There are no partial successes. You either generate enough Power or you don't. The game has enough nuance elsewhere—this keeps the moment of resolution clean and dramatic.

Zero and Negative Power

Sometimes the dice turn against you. When this happens, something shifts in the story's balance:

  • Zero Power: When your roll generates exactly 0 Power, you grant the Facilitator one Negative Token. You also mark Potential on one Tag involved in the roll—failure is a teacher.
  • Negative Power: When your roll generates negative Power (more 1s than successes), things get worse. You grant the Facilitator two Negative Tokens. However, you also gain a Positive Token and mark Potential—sometimes hitting rock bottom is what sparks the breakthrough.

Excess Power

If you generate more Power than you need, that excess doesn't just vanish. The Facilitator can offer you something extra: a cooler outcome, a temporary Meter, a narrative flourish.
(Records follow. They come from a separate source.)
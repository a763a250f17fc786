//! Integration tests for the mirroring pipeline.
//!
//! A fake resolver replays canned `go list -m -json` / `go env -json`
//! output from files, so these run without a Go toolchain.
//!
//! Run with: `cargo test --test pipeline_integration`

use std::fs;
use std::path::{Path, PathBuf};
use std::process::Command;
use std::time::{Duration, Instant};

use tempfile::TempDir;

use vgopath::config::MirrorConfig;
use vgopath::module::{CloseError, ModuleReader, ModuleRecord, ResolverCommand};
use vgopath::{run, PipelineError};

// ============================================================================
// Helpers
// ============================================================================

/// Resolver that prints prepared files instead of running `go`.
struct FakeResolver {
    modules: PathBuf,
    env: PathBuf,
}

impl FakeResolver {
    fn new(dir: &Path, modules: &str, env: &str) -> Self {
        let resolver = Self {
            modules: dir.join("modules.json"),
            env: dir.join("env.json"),
        };
        fs::write(&resolver.modules, modules).unwrap();
        fs::write(&resolver.env, env).unwrap();
        resolver
    }
}

impl ResolverCommand for FakeResolver {
    fn list_modules(&self, dir: &Path) -> Command {
        let mut cmd = Command::new("cat");
        cmd.arg(&self.modules).current_dir(dir);
        cmd
    }

    fn env(&self, dir: &Path, _vars: &[&str]) -> Command {
        let mut cmd = Command::new("cat");
        cmd.arg(&self.env).current_dir(dir);
        cmd
    }
}

/// Resolver that runs a shell script for the module listing.
struct ScriptResolver(&'static str);

impl ResolverCommand for ScriptResolver {
    fn list_modules(&self, dir: &Path) -> Command {
        let mut cmd = Command::new("sh");
        cmd.args(["-c", self.0]).current_dir(dir);
        cmd
    }

    fn env(&self, dir: &Path, _vars: &[&str]) -> Command {
        self.list_modules(dir)
    }
}

fn module_json(path: &str, dir: &Path) -> String {
    format!(r#"{{"Path": "{}", "Dir": "{}"}}"#, path, dir.display())
}

fn mock_module(root: &Path, name: &str, files: &[&str]) -> PathBuf {
    let dir = root.join(name);
    fs::create_dir_all(&dir).unwrap();
    for file in files {
        fs::write(dir.join(file), *file).unwrap();
    }
    dir
}

fn sorted_entries(dir: &Path) -> Vec<String> {
    let mut names: Vec<_> = fs::read_dir(dir)
        .unwrap()
        .map(|e| e.unwrap().file_name().to_string_lossy().into_owned())
        .collect();
    names.sort();
    names
}

/// Every symlink under `dir` with its target, relative to `dir`.
fn symlink_graph(dir: &Path) -> Vec<(PathBuf, PathBuf)> {
    fn walk(base: &Path, dir: &Path, out: &mut Vec<(PathBuf, PathBuf)>) {
        for entry in fs::read_dir(dir).unwrap() {
            let path = entry.unwrap().path();
            let rel = path.strip_prefix(base).unwrap().to_path_buf();
            if path.is_symlink() {
                out.push((rel, fs::read_link(&path).unwrap()));
            } else if path.is_dir() {
                out.push((rel, PathBuf::new()));
                walk(base, &path, out);
            }
        }
    }

    let mut out = Vec::new();
    walk(dir, dir, &mut out);
    out.sort();
    out
}

// ============================================================================
// Pipeline
// ============================================================================

#[test]
fn test_end_to_end_layout() {
    let work = TempDir::new().unwrap();
    let src = TempDir::new().unwrap();
    let dest = TempDir::new().unwrap();

    let m1 = mock_module(src.path(), "m1", &["go.mod", "m1.go"]);
    let m1sub = mock_module(src.path(), "m1sub", &["go.mod", "sub.go"]);

    let modules = [
        module_json("m1", &m1),
        module_json("m1/sub", &m1sub),
        r#"{"Path": "m2", "Dir": ""}"#.to_string(),
    ]
    .join("\n");
    let resolver = FakeResolver::new(work.path(), &modules, "{}");

    let config = MirrorConfig::new(dest.path())
        .with_source_dir(work.path())
        .skip_bin(true)
        .skip_build_cache(true);
    let summary = run(&config, &resolver).unwrap();

    assert_eq!(summary.modules_listed, 3);
    assert_eq!(summary.modules_linked, 2);

    let root = dest.path().join("src");
    assert_eq!(sorted_entries(&root), vec!["m1"]);

    let m1_dst = root.join("m1");
    assert!(m1_dst.is_dir());
    assert!(!m1_dst.is_symlink());
    assert_eq!(sorted_entries(&m1_dst), vec!["go.mod", "m1.go", "sub"]);
    assert_eq!(fs::read_link(m1_dst.join("m1.go")).unwrap(), m1.join("m1.go"));
    assert_eq!(fs::read_link(m1_dst.join("sub")).unwrap(), m1sub);
    assert!(!root.join("m2").exists());
}

#[test]
fn test_rerun_produces_same_graph() {
    let work = TempDir::new().unwrap();
    let src = TempDir::new().unwrap();
    let dest = TempDir::new().unwrap();

    let a = mock_module(src.path(), "a", &["go.mod"]);
    let b = mock_module(src.path(), "b", &["go.mod", "b.go"]);
    let c = mock_module(src.path(), "c", &["go.mod"]);

    let modules = [
        module_json("github.com/org/a", &a),
        module_json("github.com/org/a/b", &b),
        module_json("golang.org/x/c", &c),
    ]
    .join("\n");
    let resolver = FakeResolver::new(work.path(), &modules, "{}");
    let config = MirrorConfig::new(dest.path())
        .with_source_dir(work.path())
        .skip_bin(true)
        .skip_build_cache(true);

    let first = run(&config, &resolver).unwrap();
    let graph = symlink_graph(dest.path());
    let second = run(&config, &resolver).unwrap();

    assert_eq!(first, second);
    assert_eq!(symlink_graph(dest.path()), graph);
    assert!(dest.path().join("src/golang.org/x/c").is_symlink());
}

#[test]
fn test_modules_removed_from_graph_disappear() {
    let work = TempDir::new().unwrap();
    let src = TempDir::new().unwrap();
    let dest = TempDir::new().unwrap();
    let a = mock_module(src.path(), "a", &["go.mod"]);
    let b = mock_module(src.path(), "b", &["go.mod"]);

    let config = MirrorConfig::new(dest.path())
        .with_source_dir(work.path())
        .skip_bin(true)
        .skip_build_cache(true);

    let both = [module_json("a", &a), module_json("b", &b)].join("\n");
    run(&config, &FakeResolver::new(work.path(), &both, "{}")).unwrap();
    assert!(dest.path().join("src/b").is_symlink());

    run(
        &config,
        &FakeResolver::new(work.path(), &module_json("a", &a), "{}"),
    )
    .unwrap();
    assert!(dest.path().join("src/a").is_symlink());
    assert!(!dest.path().join("src/b").exists());
}

#[test]
fn test_duplicate_path_leaves_destination_untouched() {
    let work = TempDir::new().unwrap();
    let src = TempDir::new().unwrap();
    let dest = TempDir::new().unwrap();
    let a = mock_module(src.path(), "a", &["go.mod"]);
    let b = mock_module(src.path(), "b", &["go.mod"]);

    let modules = [module_json("x/y", &a), module_json("x/y", &b)].join("\n");
    let resolver = FakeResolver::new(work.path(), &modules, "{}");
    let config = MirrorConfig::new(dest.path())
        .with_source_dir(work.path())
        .skip_bin(true)
        .skip_build_cache(true);

    let err = run(&config, &resolver).unwrap_err();
    assert!(matches!(err, PipelineError::Tree(_)));
    assert!(err.to_string().contains("module x/y already exists"));
    assert!(!dest.path().join("src").exists());
}

#[test]
fn test_parent_segment_cannot_escape_destination() {
    let work = TempDir::new().unwrap();
    let src = TempDir::new().unwrap();
    let dest = TempDir::new().unwrap();
    let a = mock_module(src.path(), "a", &["go.mod"]);
    let x = mock_module(src.path(), "x", &["go.mod"]);

    fs::write(dest.path().join("keep.txt"), "keep").unwrap();
    fs::create_dir_all(dest.path().join("src/old")).unwrap();

    for bad in ["../x", "a/../../x", "./x"] {
        let modules = [module_json("a", &a), module_json(bad, &x)].join("\n");
        let resolver = FakeResolver::new(work.path(), &modules, "{}");
        let config = MirrorConfig::new(dest.path())
            .with_source_dir(work.path())
            .skip_bin(true)
            .skip_build_cache(true);

        let err = run(&config, &resolver).unwrap_err();
        assert!(matches!(err, PipelineError::Tree(_)), "path {:?}", bad);
        assert_eq!(fs::read_to_string(dest.path().join("keep.txt")).unwrap(), "keep");
        assert_eq!(sorted_entries(dest.path()), vec!["keep.txt", "src"]);
        assert_eq!(sorted_entries(&dest.path().join("src")), vec!["old"]);
    }
    assert!(x.join("go.mod").exists());
}

#[test]
fn test_empty_path_fails() {
    let work = TempDir::new().unwrap();
    let dest = TempDir::new().unwrap();

    let resolver = FakeResolver::new(work.path(), r#"{"Path": "", "Dir": "/tmp"}"#, "{}");
    let config = MirrorConfig::new(dest.path())
        .with_source_dir(work.path())
        .skip_bin(true)
        .skip_build_cache(true);

    let err = run(&config, &resolver).unwrap_err();
    assert_eq!(
        err.to_string(),
        "building module tree: invalid empty module path"
    );
}

#[test]
fn test_malformed_output_fails() {
    let work = TempDir::new().unwrap();
    let dest = TempDir::new().unwrap();

    let resolver = FakeResolver::new(work.path(), r#"{"Path": "a", "Dir": "/a"} {"#, "{}");
    let config = MirrorConfig::new(dest.path())
        .with_source_dir(work.path())
        .skip_bin(true)
        .skip_build_cache(true);

    let err = run(&config, &resolver).unwrap_err();
    assert!(matches!(err, PipelineError::Listing(_)));
}

#[test]
fn test_link_failure_names_module_path() {
    let work = TempDir::new().unwrap();
    let dest = TempDir::new().unwrap();

    let modules = [
        r#"{"Path": "github.com/foo/bar", "Dir": "/nonexistent/bar"}"#,
        r#"{"Path": "github.com/foo/bar/v2", "Dir": "/nonexistent/v2"}"#,
    ]
    .join("\n");
    let resolver = FakeResolver::new(work.path(), &modules, "{}");
    let config = MirrorConfig::new(dest.path())
        .with_source_dir(work.path())
        .skip_bin(true)
        .skip_build_cache(true);

    let err = run(&config, &resolver).unwrap_err();
    assert!(err
        .to_string()
        .starts_with("linking modules: [path github.com/foo/bar]: "));
}

#[test]
fn test_secondary_roots_linked() {
    let work = TempDir::new().unwrap();
    let dest = TempDir::new().unwrap();
    let gopath = TempDir::new().unwrap();
    let cache = TempDir::new().unwrap();

    let env = format!(
        r#"{{"GOBIN": "", "GOPATH": "{}", "GOCACHE": "{}"}}"#,
        gopath.path().display(),
        cache.path().display()
    );
    let resolver = FakeResolver::new(work.path(), "", &env);
    let config = MirrorConfig::new(dest.path())
        .with_source_dir(work.path())
        .skip_modules(true);

    let summary = run(&config, &resolver).unwrap();

    let bin = dest.path().join("bin");
    assert_eq!(summary.bin_link.as_deref(), Some(bin.as_path()));
    assert_eq!(fs::read_link(&bin).unwrap(), gopath.path().join("bin"));
    assert_eq!(
        fs::read_link(dest.path().join("cache")).unwrap(),
        cache.path()
    );
    assert!(!dest.path().join("src").exists());
}

#[test]
fn test_missing_gocache_is_an_error() {
    let work = TempDir::new().unwrap();
    let dest = TempDir::new().unwrap();

    let resolver = FakeResolver::new(work.path(), "", r#"{"GOBIN": "/b"}"#);
    let config = MirrorConfig::new(dest.path())
        .with_source_dir(work.path())
        .skip_modules(true)
        .skip_bin(true);

    let err = run(&config, &resolver).unwrap_err();
    assert!(matches!(err, PipelineError::MissingRoot { .. }));
    assert_eq!(err.to_string(), "linking build cache: GOCACHE is not set");
}

#[test]
fn test_creates_missing_destination() {
    let work = TempDir::new().unwrap();
    let base = TempDir::new().unwrap();
    let dest = base.path().join("nested/gopath");

    let resolver = FakeResolver::new(work.path(), "", "{}");
    let config = MirrorConfig::new(&dest)
        .with_source_dir(work.path())
        .skip_bin(true)
        .skip_build_cache(true);

    run(&config, &resolver).unwrap();
    assert!(dest.join("src").is_dir());
}

// ============================================================================
// Reader shutdown
// ============================================================================

#[test]
fn test_close_gives_up_after_three_seconds() {
    let mut reader = ModuleReader::spawn(
        Path::new("/"),
        &ScriptResolver(r#"trap '' TERM; echo '{"Path": "a"}'; sleep 8"#),
    )
    .unwrap();

    // The trap is in place once the first record arrives
    let mut buf = vec![ModuleRecord::default(); 1];
    assert_eq!(reader.read(&mut buf).unwrap().count, 1);

    let start = Instant::now();
    let err = reader.close().unwrap_err();
    let elapsed = start.elapsed();

    assert!(matches!(err, CloseError::Timeout { .. }));
    assert!(elapsed >= Duration::from_secs(3));
    assert!(elapsed < Duration::from_secs(6));
}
Example: You needed 2 Power to vault over a wall during a chase and rolled 5. The Facilitator says: "With that much Power, you don't just clear it—you launch yourself over in a perfect flip, landing in a three-point stance. I'm giving you a 'Cool As Hell' meter at 1 for the rest of the scene. Use it if you want to impress someone."

This isn't mandatory. Sometimes excess Power is just excess, and that's fine—not every roll needs to be a production.